At least since Wheatley v. Board of Education, 99 Ill. 2d 481, 485 (1984), the Illinois Supreme Court has approved of defendants’ practice of mooting putative class actions by tendering full relief to the named plaintiff, as long as the tender was made before the plaintiff filed a motion for class certification. This practice has come under increased scrutiny in federal courts, but the Illinois Supreme Court recently reaffirmed the practice in Ballard RN Center, Inc. v. Kohll’s Pharmacy & Homecare, Inc., 2015 IL 118644. The Court also held that a plaintiff could avoid mootness in some circumstances by filing a class certification motion before the defendant’s tender of relief even if that motion would fail on the merits.Id. at ¶39. In so holding, the Court preserved a useful tool to put an early end to class action litigation, but also provided plaintiffs with a potential counter to it. 

This alert addresses the Illinois Supreme Court jurisprudence leading to Ballard, the Ballard holding itself, and how Illinois law differs from the latest Seventh Circuit opinion on this subject. 

Wheatley, the earliest Illinois Supreme Court case on mooting putative class actions, illustrates the value of the strategy. There, teachers who were dismissed by their school board, brought a class action seeking a writ of mandamus and a declaratory judgment that the board violated the School Code by dismissing them without first holding a hearing.
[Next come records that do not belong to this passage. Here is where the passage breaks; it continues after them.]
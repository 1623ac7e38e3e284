//! printf formatting engine.
//!
//! Parses printf-style templates into segments and renders typed arguments
//! with POSIX width/precision/flag semantics. Output goes through the
//! [`FormatOut`] trait so the same renderers can fill a growable `Vec<u8>`
//! or a fixed window that only measures what does not fit.
//!
//! Reference: POSIX.1-2024 fprintf, ISO C11 7.21.6.1

// ---------------------------------------------------------------------------
// Format spec types
// ---------------------------------------------------------------------------

/// Flags parsed from a printf format directive.
#[derive(Debug, Clone, Copy, Default, PartialEq, Eq)]
pub struct FormatFlags {
    pub left_justify: bool, // '-'
    pub force_sign: bool,   // '+'
    pub space_sign: bool,   // ' '
    pub alt_form: bool,     // '#'
    pub zero_pad: bool,     // '0'
}

/// Width specification.
#[derive(Debug, Clone, Copy, PartialEq, Eq)]
pub enum Width {
    None,
    Fixed(usize),
    FromArg, // '*'
}

/// Precision specification.
#[derive(Debug, Clone, Copy, PartialEq, Eq)]
pub enum Precision {
    None,
    Fixed(usize),
    FromArg, // '.*'
}

/// Length modifier.
#[derive(Debug, Clone, Copy, PartialEq, Eq)]
pub enum LengthMod {
    None,
    Hh,   // 'hh'
    H,    // 'h'
    L,    // 'l'
    Ll,   // 'll'
    Z,    // 'z'
    T,    // 't'
    J,    // 'j'
    BigL, // 'L'
}

impl LengthMod {
    /// Integer width in bits that a C caller would have passed for this modifier.
    #[must_use]
    pub const fn int_bits(self) -> u32 {
        match self {
            Self::Hh => 8,
            Self::H => 16,
            Self::None => 32,
            Self::L | Self::Ll | Self::Z | Self::T | Self::J | Self::BigL => 64,
        }
    }
}

/// A parsed printf format specifier.
#[derive(Debug, Clone)]
pub struct FormatSpec {
    pub flags: FormatFlags,
    pub width: Width,
    pub precision: Precision,
    pub length: LengthMod,
    pub conversion: u8,
}

impl FormatSpec {
    /// A bare `%<conversion>` with no flags, width, precision or length.
    #[must_use]
    pub const fn plain(conversion: u8) -> Self {
        Self {
            flags: FormatFlags {
                left_justify: false,
                force_sign: false,
                space_sign: false,
                alt_form: false,
                zero_pad: false,
            },
            width: Width::None,
            precision: Precision::None,
            length: LengthMod::None,
            conversion,
        }
    }

    /// True for `f F e E g G a A`.
    #[must_use]
    pub const fn is_float(&self) -> bool {
        matches!(
            self.conversion,
            b'f' | b'F' | b'e' | b'E' | b'g' | b'G' | b'a' | b'A'
        )
    }
}

// ---------------------------------------------------------------------------
// Format argument types
// ---------------------------------------------------------------------------

/// Typed argument value, the closed replacement for a C `va_list` entry.
///
/// Strings are borrowed; `None` stands for a null `char *` / `wchar_t *`.
#[derive(Debug, Clone, Copy, PartialEq)]
pub enum FormatArg<'a> {
    SignedInt(i64),
    UnsignedInt(u64),
    Float(f64),
    /// A character code: a byte for `%c`, a Unicode scalar for `%lc`.
    Char(u32),
    Str(Option<&'a [u8]>),
    WideStr(Option<&'a [u32]>),
    Pointer(usize),
}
Because the named plaintiffs were reinstated before they filed a motion for class certification, and no representative was substituted in their place, the Court held that the case was moot. 99 Ill. 2d. at 485-86. Presumably lengthy litigation was avoided and the putative class members were apparently satisfied, as no one else stepped forward to file a new action. 

As class action defendants followed the teachings of Wheatley by tendering full relief to named plaintiffs early in the case—a strategy pejoratively labeled by the plaintiffs’ bar as a “pick off” strategy—some courts developed a “pick off exception.” These courts held that a defendant could not moot the claim until the plaintiff had a “reasonable opportunity” to move for class certification. 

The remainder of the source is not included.